Es ingenuo creer que organizaciones criminales que obtienen grandes ganancias de sus actividades van a renunciar a ellas porque el Gobierno les ofrece a sus miembros abrazar el camino de la legalidad.

El proyecto de la “paz total” tiene como trasfondo las paces parciales hechas durante las últimas tres décadas, que al final resultaron poco exitosas para crear un clima de concordia en todo el territorio nacional. La aspiración loable de reducir la violencia a su mínima expresión ha dado lugar, sin embargo, a una política pública que se asienta sobre unas premisas bastante discutibles. 

De partida, sus proponentes parecen ignorar que los acuerdos de paz parciales han permitido deslegitimar la violencia como medio de lucha política. Es cierto que este logro está opacado por la continuación de la acción de múltiples organizaciones criminales. Empero, no deberíamos perder de vista que las negociaciones de paz en curso no son el camino para ningún cambio fundamental en la sociedad. 

Además, los promotores de la paz total parecen creer que los fracasos de las negociaciones del pasado tuvieron que ver principalmente con la falta de voluntad de los gobiernos de turno para hacer concesiones generosas. Convendría que repasaran la historia y tomaran nota de que ningún proceso de paz será exitoso, si la guerrilla llega a la mesa con la convicción de que las negociaciones son una continuación de la guerra por otros medios. De ahí que sea necesario tomar precauciones contra las dilaciones, el engaño y la decepción de procesos anteriores como los de Caracas, Tlaxcala y el Caguán.
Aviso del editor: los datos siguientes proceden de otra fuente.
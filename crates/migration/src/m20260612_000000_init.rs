//! Initial schema migration.
//!
//! Creates the three tables the tracker needs:
//!
//! - `users`: authentication
//! - `expenses`: recorded outflows, one row per expense
//! - `budgets`: one monthly income figure per (user, month)

use sea_orm_migration::prelude::*;

#[derive(DeriveMigrationName)]
pub struct Migration;

#[derive(Iden)]
enum Users {
    Table,
    Username,
    Password,
}

#[derive(Iden)]
enum Expenses {
    Table,
    Id,
    UserId,
    Category,
    AmountMinor,
    Date,
    Description,
}

#[derive(Iden)]
enum Budgets {
    Table,
    UserId,
    Month,
    MonthlyIncomeMinor,
    UpdatedAt,
}

#[async_trait::async_trait]
impl MigrationTrait for Migration {
    async fn up(&self, manager: &SchemaManager) -> Result<(), DbErr> {
        manager
            .create_table(
                Table::create()
                    .table(Users::Table)
                    .if_not_exists()
                    .col(
                        ColumnDef::new(Users::Username)
                            .string()
                            .not_null()
                            .primary_key(),
                    )
                    .col(ColumnDef::new(Users::Password).string().not_null())
                    .to_owned(),
            )
            .await?;

        manager
            .create_table(
                Table::create()
                    .table(Expenses::Table)
                    .if_not_exists()
                    .col(
                        ColumnDef::new(Expenses::Id)
                            .big_integer()
                            .not_null()
                            .auto_increment()
                            .primary_key(),
                    )
                    .col(ColumnDef::new(Expenses::UserId).string().not_null())
                    .col(ColumnDef::new(Expenses::Category).string().not_null())
                    .col(
                        ColumnDef::new(Expenses::AmountMinor)
                            .big_integer()
                            .not_null(),
                    )
                    .col(ColumnDef::new(Expenses::Date).date().not_null())
                    .col(ColumnDef::new(Expenses::Description).string())
                    .foreign_key(
                        ForeignKey::create()
                            .name("fk-expenses-user_id")
                            .from(Expenses::Table, Expenses::UserId)
                            .to(Users::Table, Users::Username)
                            .on_delete(ForeignKeyAction::Cascade),
                    )
                    .to_owned(),
            )
            .await?;

        manager
            .create_index(
                Index::create()
                    .name("idx-expenses-user_id-date")
                    .table(Expenses::Table)
                    .col(Expenses::UserId)
                    .col(Expenses::Date)
                    .to_owned(),
            )
            .await?;

        manager
            .create_table(
                Table::create()
                    .table(Budgets::Table)
                    .if_not_exists()
                    .col(ColumnDef::new(Budgets::UserId).string().not_null())
                    .col(ColumnDef::new(Budgets::Month).string().not_null())
                    .col(
                        ColumnDef::new(Budgets::MonthlyIncomeMinor)
                            .big_integer()
                            .not_null(),
                    )
                    .col(
                        ColumnDef::new(Budgets::UpdatedAt)
                            .timestamp()
                            .not_null(),
                    )
                    .primary_key(Index::create().col(Budgets::UserId).col(Budgets::Month))
                    .foreign_key(
                        ForeignKey::create()
                            .name("fk-budgets-user_id")
                            .from(Budgets::Table, Budgets::UserId)
                            .to(Users::Table, Users::Username)
                            .on_delete(ForeignKeyAction::Cascade),
                    )
                    .to_owned(),
            )
            .await?;

        Ok(())
    }

    async fn down(&self, manager: &SchemaManager) -> Result<(), DbErr> {
        manager
            .drop_table(Table::drop().table(Budgets::Table).to_owned())
            .await?;
        manager
            .drop_table(Table::drop().table(Expenses::Table).to_owned())
            .await?;
        manager
            .drop_table(Table::drop().table(Users::Table).to_owned())
            .await?;
        Ok(())
    }
}
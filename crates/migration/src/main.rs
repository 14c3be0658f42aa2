use sea_orm::Database;
use sea_orm_migration::prelude::*;

#[tokio::main]
async fn main() -> Result<(), Box<dyn std::error::Error + Send + Sync>> {
    let mut args = std::env::args().skip(1);
    let cmd = args.next().unwrap_or_else(|| "up".to_string());

    let db_url = std::env::var("DATABASE_URL")
        .unwrap_or_else(|_| "sqlite:./parcela.db?mode=rwc".to_string());

    let db = Database::connect(&db_url).await?;

    match cmd.as_str() {
        "up" => migration::Migrator::up(&db, None).await?,
        "down" => migration::Migrator::down(&db, None).await?,
        "fresh" => migration::Migrator::fresh(&db).await?,
        "status" => {
            migration::Migrator::status(&db).await?;
        }
        _ => {
            eprintln!("Usage: cargo run -p migration -- [up|down|fresh|status]");
            std::process::exit(2);
        }
    }

    Ok(())
}
use axum::{Json, http::StatusCode, response::IntoResponse};
use engine::EngineError;

use serde::Serialize;
pub use server::{run, run_with_listener, spawn_with_listener};

mod budget;
mod categories;
mod expenses;
mod server;
mod summary;
mod user;

pub mod types {
    pub mod expense {
        pub use api_types::expense::{
            ExpenseDeleted, ExpenseNew, ExpenseUpdate, ExpenseView, InstallmentNew,
        };
    }

    pub mod budget {
        pub use api_types::budget::{BudgetSet, BudgetView};
    }

    pub mod summary {
        pub use api_types::summary::{BudgetSummaryView, CategoryTotalView, SavingSuggestionView};
    }

    pub mod statement {
        pub use api_types::statement::{MonthView, StatementQuery, StatementResponse};
    }

    pub mod category {
        pub use api_types::category::CategoriesResponse;
    }
}

pub enum ServerError {
    Engine(EngineError),
    Generic(String),
}

#[derive(Serialize)]
struct Error {
    error: String,
}

fn status_for_engine_error(err: &EngineError) -> StatusCode {
    match err {
        EngineError::KeyNotFound(_) => StatusCode::NOT_FOUND,
        EngineError::Database(_) => StatusCode::INTERNAL_SERVER_ERROR,
        EngineError::InvalidAmount(_)
        | EngineError::InvalidDate(_)
        | EngineError::InvalidCategory(_)
        | EngineError::InvalidInstallments(_) => StatusCode::UNPROCESSABLE_ENTITY,
    }
}

fn message_for_engine_error(err: EngineError) -> String {
    match err {
        EngineError::Database(db_err) => {
            tracing::error!("database error: {db_err}");
            "internal server error".to_string()
        }
        other => other.to_string(),
    }
}

impl IntoResponse for ServerError {
    fn into_response(self) -> axum::response::Response {
        let (status, error) = match self {
            ServerError::Engine(err) => {
                (status_for_engine_error(&err), message_for_engine_error(err))
            }
            ServerError::Generic(err) => (StatusCode::BAD_REQUEST, err),
        };

        (status, Json(Error { error })).into_response()
    }
}

impl From<EngineError> for ServerError {
    fn from(value: EngineError) -> Self {
        Self::Engine(value)
    }
}
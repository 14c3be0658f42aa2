//! Category API endpoints

use api_types::category::CategoriesResponse;
use axum::Json;
use engine::SUGGESTED_CATEGORIES;

/// Returns the suggested category labels, in their canonical order.
pub async fn list() -> Json<CategoriesResponse> {
    Json(CategoriesResponse {
        categories: SUGGESTED_CATEGORIES.iter().map(|c| c.to_string()).collect(),
    })
}
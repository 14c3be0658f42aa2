//! Derived spending figures.
//!
//! Everything here is computed on demand from a list of [`Expense`] rows;
//! nothing is stored. Amounts stay in integer minor units; only the
//! utilization percentage is floating point.

use std::collections::HashMap;

use chrono::{Datelike, NaiveDate};
use serde::{Deserialize, Serialize};

use crate::{categories, expenses::Expense};

/// How many buckets the "recent months" statement view keeps.
pub const RECENT_MONTHS: usize = 6;

/// Reduction percentages tried in order, smallest first.
const REDUCTION_STEPS_PCT: [u8; 3] = [10, 15, 20];
/// Applied when no step covers the excess.
const FALLBACK_REDUCTION_PCT: u8 = 25;

#[derive(Clone, Debug, PartialEq, Eq, Serialize, Deserialize)]
pub struct CategoryTotal {
    pub category: String,
    pub total_minor: i64,
}

#[derive(Clone, Debug, PartialEq, Eq, Serialize, Deserialize)]
pub struct SavingSuggestion {
    pub category: String,
    pub percentage: u8,
    pub savings_minor: i64,
    /// The category total after applying the reduction.
    pub new_total_minor: i64,
}

#[derive(Clone, Debug, PartialEq, Serialize, Deserialize)]
pub struct BudgetSummary {
    pub total_spent_minor: i64,
    /// Negative when over budget.
    pub remaining_minor: i64,
    pub utilization_pct: f64,
    pub is_over_budget: bool,
    pub categories: Vec<CategoryTotal>,
    pub top_category: Option<CategoryTotal>,
    pub suggestion: Option<SavingSuggestion>,
}

/// One `YYYY-MM` bucket of the statement view.
#[derive(Clone, Debug, PartialEq, Eq, Serialize, Deserialize)]
pub struct MonthBucket {
    pub month: String,
    pub total_minor: i64,
    pub categories: Vec<CategoryTotal>,
}

/// Computes the budget summary for a set of expenses against a monthly
/// income figure.
pub fn summarize(expenses: &[Expense], monthly_income_minor: i64) -> BudgetSummary {
    let total_spent_minor: i64 = expenses.iter().map(|e| e.amount_minor).sum();
    let remaining_minor = monthly_income_minor - total_spent_minor;
    let utilization_pct = if monthly_income_minor <= 0 {
        0.0
    } else {
        total_spent_minor as f64 / monthly_income_minor as f64 * 100.0
    };
    let is_over_budget = total_spent_minor > monthly_income_minor;

    let categories = category_totals(expenses.iter());
    let top_category = top_category(&categories).cloned();
    let suggestion = if is_over_budget {
        top_category
            .as_ref()
            .map(|top| suggest(top, total_spent_minor - monthly_income_minor))
    } else {
        None
    };

    BudgetSummary {
        total_spent_minor,
        remaining_minor,
        utilization_pct,
        is_over_budget,
        categories,
        top_category,
        suggestion,
    }
}

/// Buckets expenses by the `YYYY-MM` of their date, newest month first.
pub fn monthly_statement(expenses: &[Expense]) -> Vec<MonthBucket> {
    let mut buckets: HashMap<String, Vec<&Expense>> = HashMap::new();
    for expense in expenses {
        buckets
            .entry(month_key(expense.date))
            .or_default()
            .push(expense);
    }

    let mut months: Vec<MonthBucket> = buckets
        .into_iter()
        .map(|(month, rows)| MonthBucket {
            total_minor: rows.iter().map(|e| e.amount_minor).sum(),
            categories: category_totals(rows.into_iter()),
            month,
        })
        .collect();

    // Zero-padded keys make lexicographic and chronological order agree.
    months.sort_by(|a, b| b.month.cmp(&a.month));
    months
}

/// The statement view limited to the most recent [`RECENT_MONTHS`] buckets.
pub fn recent_months(expenses: &[Expense]) -> Vec<MonthBucket> {
    let mut months = monthly_statement(expenses);
    months.truncate(RECENT_MONTHS);
    months
}

fn month_key(date: NaiveDate) -> String {
    format!("{:04}-{:02}", date.year(), date.month())
}

/// Per-label totals, in the canonical scan order: suggested categories first
/// in declared order, then free-form labels in first-encountered order.
/// Only labels present in the expense set appear.
fn category_totals<'a>(expenses: impl Iterator<Item = &'a Expense>) -> Vec<CategoryTotal> {
    let mut totals: HashMap<&str, i64> = HashMap::new();
    let mut extra_order: Vec<&str> = Vec::new();
    for expense in expenses {
        let label = expense.category.as_str();
        if !totals.contains_key(label) && categories::canonical_rank(label).is_none() {
            extra_order.push(label);
        }
        *totals.entry(label).or_insert(0) += expense.amount_minor;
    }

    let mut out = Vec::with_capacity(totals.len());
    for label in categories::SUGGESTED_CATEGORIES {
        if let Some(total_minor) = totals.get(label) {
            out.push(CategoryTotal {
                category: label.to_string(),
                total_minor: *total_minor,
            });
        }
    }
    for label in extra_order {
        if let Some(total_minor) = totals.get(label) {
            out.push(CategoryTotal {
                category: label.to_string(),
                total_minor: *total_minor,
            });
        }
    }
    out
}

/// Largest total wins; on ties the earlier label in scan order is kept.
fn top_category(categories: &[CategoryTotal]) -> Option<&CategoryTotal> {
    let mut top: Option<&CategoryTotal> = None;
    for candidate in categories {
        if top.is_none_or(|t| candidate.total_minor > t.total_minor) {
            top = Some(candidate);
        }
    }
    top
}

fn suggest(top: &CategoryTotal, excess_minor: i64) -> SavingSuggestion {
    for percentage in REDUCTION_STEPS_PCT {
        let savings_minor = top.total_minor * i64::from(percentage) / 100;
        if savings_minor >= excess_minor {
            return SavingSuggestion {
                category: top.category.clone(),
                percentage,
                savings_minor,
                new_total_minor: top.total_minor - savings_minor,
            };
        }
    }

    let savings_minor = top.total_minor * i64::from(FALLBACK_REDUCTION_PCT) / 100;
    SavingSuggestion {
        category: top.category.clone(),
        percentage: FALLBACK_REDUCTION_PCT,
        savings_minor,
        new_total_minor: top.total_minor - savings_minor,
    }
}
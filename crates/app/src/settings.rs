//! Handles settings for the application. Configuration is written in
//! `settings.toml`.
use config::{Config, ConfigError, File};
use serde::Deserialize;

#[derive(Debug, Deserialize)]
pub struct App {
    /// Log level for the env filter (`info`, `debug`, ...).
    pub level: String,
}

#[derive(Clone, Debug, Deserialize)]
#[serde(rename_all = "lowercase", tag = "kind", content = "path")]
pub enum Database {
    Memory,
    Sqlite(String),
}

#[derive(Debug, Deserialize)]
pub struct Server {
    pub bind: Option<String>,
    pub port: u16,
    pub database: Database,
}

#[derive(Debug, Deserialize)]
pub struct Settings {
    pub app: App,
    pub server: Option<Server>,
}

impl Settings {
    pub fn new() -> Result<Self, ConfigError> {
        let settings = Config::builder()
            .add_source(File::with_name("settings"))
            .build()?;

        settings.try_deserialize()
    }
}
//! Expense and budget tracking engine.
//!
//! The engine owns the store access (sea-orm entities over sqlite) and the
//! two pure computations built on top of it: the installment splitter and
//! the spending aggregator. It never resolves the caller; every operation
//! takes the owner explicitly, and the database connection is injected at
//! construction.

use chrono::Utc;
use sea_orm::{
    ActiveValue, DatabaseConnection, QueryFilter, QueryOrder, sea_query::Expr,
    sea_query::OnConflict, prelude::*,
};

pub use budgets::{Budget, DEFAULT_MONTHLY_INCOME_MINOR};
pub use categories::SUGGESTED_CATEGORIES;
pub use error::EngineError;
pub use expenses::{Expense, ExpenseChanges, InstallmentStamp, NewExpense};
pub use installments::{InstallmentPlan, MAX_INSTALLMENTS};
pub use summary::{
    BudgetSummary, CategoryTotal, MonthBucket, RECENT_MONTHS, SavingSuggestion, monthly_statement,
    recent_months, summarize,
};

mod budgets;
mod categories;
mod error;
mod expenses;
mod installments;
mod summary;

type ResultEngine<T> = Result<T, EngineError>;

#[derive(Debug)]
pub struct Engine {
    database: DatabaseConnection,
}

impl Engine {
    /// Return a builder for `Engine`. Help to build the struct.
    pub fn builder() -> EngineBuilder {
        EngineBuilder::default()
    }

    /// Lists an owner's expenses, newest date first.
    ///
    /// Reads degrade: when the store is unreachable the caller gets an empty
    /// list instead of an error.
    pub async fn list_expenses(&self, owner: &str) -> Vec<Expense> {
        let rows = expenses::Entity::find()
            .filter(expenses::Column::UserId.eq(owner))
            .order_by_desc(expenses::Column::Date)
            .all(&self.database)
            .await;

        match rows {
            Ok(models) => models.into_iter().map(Expense::from).collect(),
            Err(err) => {
                tracing::warn!("failed to list expenses, returning empty list: {err}");
                Vec::new()
            }
        }
    }

    /// Inserts a single expense and returns the stored row.
    pub async fn create_expense(&self, owner: &str, new: &NewExpense) -> ResultEngine<Expense> {
        let model = expenses::new_row(owner, new).insert(&self.database).await?;
        Ok(model.into())
    }

    /// Applies a partial update to an owned expense.
    ///
    /// Returns `None` when no owned row changed; a foreign id and a missing
    /// id are indistinguishable on purpose.
    pub async fn update_expense(
        &self,
        id: i64,
        owner: &str,
        changes: &ExpenseChanges,
    ) -> ResultEngine<Option<Expense>> {
        changes.validate()?;
        if changes.is_empty() {
            return Err(EngineError::InvalidAmount(
                "no fields to update".to_string(),
            ));
        }

        let mut update = expenses::Entity::update_many()
            .filter(expenses::Column::Id.eq(id))
            .filter(expenses::Column::UserId.eq(owner));
        if let Some(category) = &changes.category {
            update = update.col_expr(expenses::Column::Category, Expr::value(category.trim()));
        }
        if let Some(amount_minor) = changes.amount_minor {
            update = update.col_expr(expenses::Column::AmountMinor, Expr::value(amount_minor));
        }
        if let Some(date) = changes.date {
            update = update.col_expr(expenses::Column::Date, Expr::value(date));
        }
        if let Some(description) = &changes.description {
            update = update.col_expr(
                expenses::Column::Description,
                Expr::value(description.clone()),
            );
        }

        let result = update.exec(&self.database).await?;
        if result.rows_affected == 0 {
            return Ok(None);
        }

        let model = expenses::Entity::find_by_id(id)
            .filter(expenses::Column::UserId.eq(owner))
            .one(&self.database)
            .await?;
        Ok(model.map(Expense::from))
    }

    /// Deletes an owned expense; `false` when no owned row matched.
    pub async fn delete_expense(&self, id: i64, owner: &str) -> ResultEngine<bool> {
        let result = expenses::Entity::delete_many()
            .filter(expenses::Column::Id.eq(id))
            .filter(expenses::Column::UserId.eq(owner))
            .exec(&self.database)
            .await?;
        Ok(result.rows_affected > 0)
    }

    /// Persists an installment batch, one row at a time and in order.
    ///
    /// Row `i + 1` is only written after row `i` committed. A failure
    /// mid-batch keeps the rows already inserted and returns only that
    /// prefix; callers must treat a short result as partial success.
    pub async fn create_installments(
        &self,
        owner: &str,
        plan: &InstallmentPlan,
    ) -> ResultEngine<Vec<Expense>> {
        let requests = plan.split()?;

        let mut created = Vec::with_capacity(requests.len());
        for request in &requests {
            match expenses::new_row(owner, request).insert(&self.database).await {
                Ok(model) => created.push(model.into()),
                Err(err) => {
                    tracing::warn!(
                        created = created.len(),
                        total = plan.count,
                        "installment batch stopped early: {err}"
                    );
                    break;
                }
            }
        }

        Ok(created)
    }

    /// Looks up the budget row for (owner, month).
    ///
    /// Reads degrade: a storage failure is reported as an absent budget.
    pub async fn budget(&self, owner: &str, month: &str) -> Option<Budget> {
        let row = budgets::Entity::find_by_id((owner.to_string(), month.to_string()))
            .one(&self.database)
            .await;

        match row {
            Ok(model) => model.map(Budget::from),
            Err(err) => {
                tracing::warn!("failed to read budget, treating as absent: {err}");
                None
            }
        }
    }

    /// Upserts the budget row for (owner, month) and returns the stored row.
    pub async fn set_budget(
        &self,
        owner: &str,
        month: &str,
        monthly_income_minor: i64,
    ) -> ResultEngine<Budget> {
        budgets::validate_month(month)?;
        if monthly_income_minor <= 0 {
            return Err(EngineError::InvalidAmount(
                "monthly_income_minor must be > 0".to_string(),
            ));
        }

        let row = budgets::ActiveModel {
            user_id: ActiveValue::Set(owner.to_string()),
            month: ActiveValue::Set(month.to_string()),
            monthly_income_minor: ActiveValue::Set(monthly_income_minor),
            updated_at: ActiveValue::Set(Utc::now()),
        };
        budgets::Entity::insert(row)
            .on_conflict(
                OnConflict::columns([budgets::Column::UserId, budgets::Column::Month])
                    .update_columns([
                        budgets::Column::MonthlyIncomeMinor,
                        budgets::Column::UpdatedAt,
                    ])
                    .to_owned(),
            )
            .exec_without_returning(&self.database)
            .await?;

        let model = budgets::Entity::find_by_id((owner.to_string(), month.to_string()))
            .one(&self.database)
            .await?
            .ok_or_else(|| EngineError::KeyNotFound("budget not exists".to_string()))?;
        Ok(model.into())
    }
}

/// The builder for `Engine`
#[derive(Default)]
pub struct EngineBuilder {
    database: DatabaseConnection,
}

impl EngineBuilder {
    /// Pass the required database
    pub fn database(mut self, db: DatabaseConnection) -> EngineBuilder {
        self.database = db;
        self
    }

    /// Construct `Engine`
    pub fn build(self) -> Engine {
        Engine {
            database: self.database,
        }
    }
}
//! Installment purchase splitting.
//!
//! A single purchase is split into N dated expense-creation requests whose
//! amounts always sum exactly to the purchase total.

use chrono::{Months, NaiveDate};

use crate::{
    EngineError, ResultEngine,
    expenses::{InstallmentStamp, NewExpense, validate_amount, validate_category},
};

pub const MAX_INSTALLMENTS: u32 = 36;

/// A validated request to split one purchase into installment rows.
#[derive(Clone, Debug, PartialEq, Eq)]
pub struct InstallmentPlan {
    pub category: String,
    /// Total purchase amount in minor units.
    pub total_minor: i64,
    pub count: u32,
    pub purchase_date: NaiveDate,
    pub description: Option<String>,
}

impl InstallmentPlan {
    pub fn new(
        category: &str,
        total_minor: i64,
        count: u32,
        purchase_date: NaiveDate,
        description: Option<String>,
    ) -> ResultEngine<Self> {
        let category = validate_category(category)?;
        validate_amount(total_minor)?;
        if !(1..=MAX_INSTALLMENTS).contains(&count) {
            return Err(EngineError::InvalidInstallments(format!(
                "installments must be between 1 and {MAX_INSTALLMENTS}, got {count}"
            )));
        }
        // Every row must keep the amount > 0 invariant.
        if total_minor < i64::from(count) {
            return Err(EngineError::InvalidAmount(format!(
                "total of {total_minor} cannot be split into {count} positive installments"
            )));
        }
        Ok(Self {
            category,
            total_minor,
            count,
            purchase_date,
            description,
        })
    }

    /// Builds the creation requests for the whole batch, in installment order.
    ///
    /// Each row carries `total / count` (truncating division); the rounding
    /// remainder goes on the last row, so the batch sums exactly to the
    /// total. Row `i` is dated `i` calendar months after the purchase date,
    /// with the day clamped to the last day of the target month
    /// (`2025-01-31` + 1 month = `2025-02-28`).
    pub fn split(&self) -> ResultEngine<Vec<NewExpense>> {
        let count = i64::from(self.count);
        let base = self.total_minor / count;
        let remainder = self.total_minor - base * count;

        let mut requests = Vec::with_capacity(self.count as usize);
        for i in 0..self.count {
            let amount_minor = if i == self.count - 1 {
                base + remainder
            } else {
                base
            };
            let date = self
                .purchase_date
                .checked_add_months(Months::new(i))
                .ok_or_else(|| {
                    EngineError::InvalidDate(format!(
                        "installment date out of range: {} + {i} months",
                        self.purchase_date
                    ))
                })?;
            let number = i + 1;
            let description = Some(match &self.description {
                Some(text) => format!("{text} ({number}/{})", self.count),
                None => format!("Parcela {number}/{}", self.count),
            });

            requests.push(NewExpense {
                category: self.category.clone(),
                amount_minor,
                date,
                description,
                installment: Some(InstallmentStamp {
                    count: self.count,
                    number,
                    purchase_date: self.purchase_date,
                }),
            });
        }

        Ok(requests)
    }
}
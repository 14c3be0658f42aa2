//! Spending report endpoints
//!
//! These serve the derived figures: the budget summary (totals, utilization,
//! saving suggestion) and the monthly statement.

use api_types::{
    statement::{MonthView, StatementQuery, StatementResponse},
    summary::{BudgetSummaryView, CategoryTotalView, SavingSuggestionView},
};
use axum::{
    Extension, Json,
    extract::{Query, State},
};

use crate::{ServerError, budget, server::ServerState, user};

fn map_category(total: engine::CategoryTotal) -> CategoryTotalView {
    CategoryTotalView {
        category: total.category,
        total_minor: total.total_minor,
    }
}

fn map_summary(summary: engine::BudgetSummary) -> BudgetSummaryView {
    BudgetSummaryView {
        total_spent_minor: summary.total_spent_minor,
        remaining_minor: summary.remaining_minor,
        utilization_pct: summary.utilization_pct,
        is_over_budget: summary.is_over_budget,
        categories: summary.categories.into_iter().map(map_category).collect(),
        top_category: summary.top_category.map(map_category),
        suggestion: summary.suggestion.map(|s| SavingSuggestionView {
            category: s.category,
            percentage: s.percentage,
            savings_minor: s.savings_minor,
            new_total_minor: s.new_total_minor,
        }),
    }
}

fn map_month(month: engine::MonthBucket) -> MonthView {
    MonthView {
        month: month.month,
        total_minor: month.total_minor,
        categories: month.categories.into_iter().map(map_category).collect(),
    }
}

/// Aggregates the caller's expenses against the current-month budget.
pub async fn get_summary(
    Extension(user): Extension<user::Model>,
    State(state): State<ServerState>,
) -> Result<Json<BudgetSummaryView>, ServerError> {
    let budget = budget::current_budget(&state, &user.username).await?;
    let expenses = state.engine.list_expenses(&user.username).await;

    let summary = engine::summarize(&expenses, budget.monthly_income_minor);
    Ok(Json(map_summary(summary)))
}

/// Monthly statement buckets, newest first; `?recent=true` keeps only the
/// latest months.
pub async fn statement(
    Extension(user): Extension<user::Model>,
    State(state): State<ServerState>,
    Query(query): Query<StatementQuery>,
) -> Json<StatementResponse> {
    let expenses = state.engine.list_expenses(&user.username).await;
    let months = if query.recent.unwrap_or(false) {
        engine::recent_months(&expenses)
    } else {
        engine::monthly_statement(&expenses)
    };

    Json(StatementResponse {
        months: months.into_iter().map(map_month).collect(),
    })
}
//! The module contains the error the engine can throw.
use sea_orm::DbErr;
use thiserror::Error;

/// Engine custom errors.
#[derive(Error, Debug)]
pub enum EngineError {
    #[error("\"{0}\" key not found!")]
    KeyNotFound(String),
    #[error("Invalid amount: {0}")]
    InvalidAmount(String),
    #[error("Invalid date: {0}")]
    InvalidDate(String),
    #[error("Invalid category: {0}")]
    InvalidCategory(String),
    #[error("Invalid installments: {0}")]
    InvalidInstallments(String),
    #[error(transparent)]
    Database(#[from] DbErr),
}

impl PartialEq for EngineError {
    fn eq(&self, other: &Self) -> bool {
        match (self, other) {
            (Self::KeyNotFound(a), Self::KeyNotFound(b)) => a == b,
            (Self::InvalidAmount(a), Self::InvalidAmount(b)) => a == b,
            (Self::InvalidDate(a), Self::InvalidDate(b)) => a == b,
            (Self::InvalidCategory(a), Self::InvalidCategory(b)) => a == b,
            (Self::InvalidInstallments(a), Self::InvalidInstallments(b)) => a == b,
            (Self::Database(a), Self::Database(b)) => a.to_string() == b.to_string(),
            _ => false,
        }
    }
}
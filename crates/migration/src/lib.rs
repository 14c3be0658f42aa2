pub use sea_orm_migration::prelude::*;

mod m20260612_000000_init;
mod m20260715_000000_installments;

pub struct Migrator;

#[async_trait::async_trait]
impl MigratorTrait for Migrator {
    fn migrations() -> Vec<Box<dyn MigrationTrait>> {
        vec![
            Box::new(m20260612_000000_init::Migration),
            Box::new(m20260715_000000_installments::Migration),
        ]
    }
}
Todo esto quizá sea menos importante que llevar a cabo el siguiente experimento mental: consideremos qué hubiese ocurrido en Colombia si, en alguna de esas anteriores oportunidades, se hubiesen firmado acuerdos de paz con todos los grupos guerrilleros. Advertiríamos que los niveles de violencia no se habrían reducido sustancialmente. Incluso, la firma de acuerdos con la guerrilla más numerosa y fuerte, las Farc, no produjo los resultados esperados porque el Estado todavía no ha logrado llevar a cabo la tarea más importante: una profunda reingeniería institucional que le permita incluir dentro de su jurisdicción amplios territorios, que siguen siendo su periferia. Se trata de territorios urbanos y rurales en cuyas porosidades operan y se lucran numerosas organizaciones criminales violentas, y que tienen con el resto del país numerosos vasos comunicantes.   

Con o sin acuerdos con el ELN y las disidencias de las Farc, esa reingeniería es la tarea más importante que debe realizar el país en la hora presente. Si el Estado pudiera incluir en su jurisdicción amplios territorios, al ELN y las disidencias de las Farc les resultaría muchísimo más costoso mantenerse en armas. El Estado tendría entonces una posición más fuerte en la mesa de negociación. Dado que el Gobierno no va a abandonar su empeño negociador, se puede proponer como criterio de éxito que el esfuerzo de ambas partes se oriente hacia esa reingeniería.  

Incluir dentro de la jurisdicción del Estado las periferias urbanas y rurales significa asegurar la vigencia a la Constitución para que la población que habita en ellas pueda sentirse reconocida como parte de la ciudadanía, esto es, como titular de los mismos derechos y deberes que tenemos el resto de colombianos, y también como agente de su propio destino dentro del marco de las instituciones de representación y participación popular.

Si el Estado pudiera incluir en su jurisdicción amplios territorios, al ELN y las disidencias de las Farc les resultaría muchísimo más costoso mantenerse en armas. El Estado tendría entonces una posición más fuerte en la mesa de negociación.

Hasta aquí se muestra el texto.